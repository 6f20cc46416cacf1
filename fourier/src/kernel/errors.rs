use core::fmt;

/// Validation errors raised at kernel construction or adapter binding time.
#[derive(Debug, Clone, PartialEq, Eq)]
pub enum ConfigError {
    /// A configuration argument value is invalid.
    InvalidArgument {
        /// Name of the argument.
        arg: &'static str,
        /// Human readable reason.
        reason: &'static str,
    },
    /// A contiguous 1D slice view could not be obtained.
    NonContiguous {
        /// Name of the argument that is non-contiguous.
        arg: &'static str,
    },
}

impl fmt::Display for ConfigError {
    fn fmt(&self, f: &mut fmt::Formatter<'_>) -> fmt::Result {
        match self {
            ConfigError::InvalidArgument { arg, reason } => {
                write!(f, "Invalid argument `{arg}`: {reason}")
            }
            ConfigError::NonContiguous { arg } => {
                write!(f, "Argument `{arg}` is not contiguous in memory.")
            }
        }
    }
}

impl std::error::Error for ConfigError {}

/// Runtime execution invariant violations for checked kernel entrypoints.
#[derive(Debug, Clone, PartialEq, Eq)]
pub enum ExecInvariantViolation {
    /// An execution precondition was violated.
    InvalidState {
        /// Human readable reason.
        reason: &'static str,
    },
    /// Output length mismatched the expected runtime shape.
    LengthMismatch {
        /// Name of the argument.
        arg: &'static str,
        /// Required length.
        expected: usize,
        /// Received length.
        got: usize,
    },
    /// A 2D output did not match the `(rows, cols)` shape of its input.
    ShapeMismatch {
        /// Name of the argument.
        arg: &'static str,
        /// Required shape.
        expected: (usize, usize),
        /// Received shape.
        got: (usize, usize),
    },
    /// The underlying transform primitive rejected its input.
    Provider(fourier_core::Error),
    /// Adapter binding/configuration failure.
    Config(ConfigError),
}

impl From<ConfigError> for ExecInvariantViolation {
    fn from(value: ConfigError) -> Self {
        Self::Config(value)
    }
}

impl From<fourier_core::Error> for ExecInvariantViolation {
    fn from(value: fourier_core::Error) -> Self {
        Self::Provider(value)
    }
}

impl fmt::Display for ExecInvariantViolation {
    fn fmt(&self, f: &mut fmt::Formatter<'_>) -> fmt::Result {
        match self {
            ExecInvariantViolation::InvalidState { reason } => {
                write!(f, "Execution invariant violation: {reason}")
            }
            ExecInvariantViolation::LengthMismatch { arg, expected, got } => {
                write!(
                    f,
                    "Execution length mismatch on `{arg}`. Expected {expected}, got {got}."
                )
            }
            ExecInvariantViolation::ShapeMismatch { arg, expected, got } => {
                write!(
                    f,
                    "Execution shape mismatch on `{arg}`. Expected {expected:?}, got {got:?}."
                )
            }
            ExecInvariantViolation::Provider(err) => write!(f, "Transform failure: {err}"),
            ExecInvariantViolation::Config(err) => write!(f, "{err}"),
        }
    }
}

impl std::error::Error for ExecInvariantViolation {
    fn source(&self) -> Option<&(dyn std::error::Error + 'static)> {
        match self {
            ExecInvariantViolation::Provider(err) => Some(err),
            ExecInvariantViolation::Config(err) => Some(err),
            _ => None,
        }
    }
}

**WORK TASK:** Wherever the line holding "of its input." falls in the entries above, copy exactly from it through the line holding "impl fmt::Display for ExecInvariantViolation", inclusive, and add nothing.

**TASK SOLUTION:**
    /// A 2D output did not match the `(rows, cols)` shape of its input.
    ShapeMismatch {
        /// Name of the argument.
        arg: &'static str,
        /// Required shape.
        expected: (usize, usize),
        /// Received shape.
        got: (usize, usize),
    },
    /// The underlying transform primitive rejected its input.
    Provider(fourier_core::Error),
    /// Adapter binding/configuration failure.
    Config(ConfigError),
}

impl From<ConfigError> for ExecInvariantViolation {
    fn from(value: ConfigError) -> Self {
        Self::Config(value)
    }
}

impl From<fourier_core::Error> for ExecInvariantViolation {
    fn from(value: fourier_core::Error) -> Self {
        Self::Provider(value)
    }
}

impl fmt::Display for ExecInvariantViolation {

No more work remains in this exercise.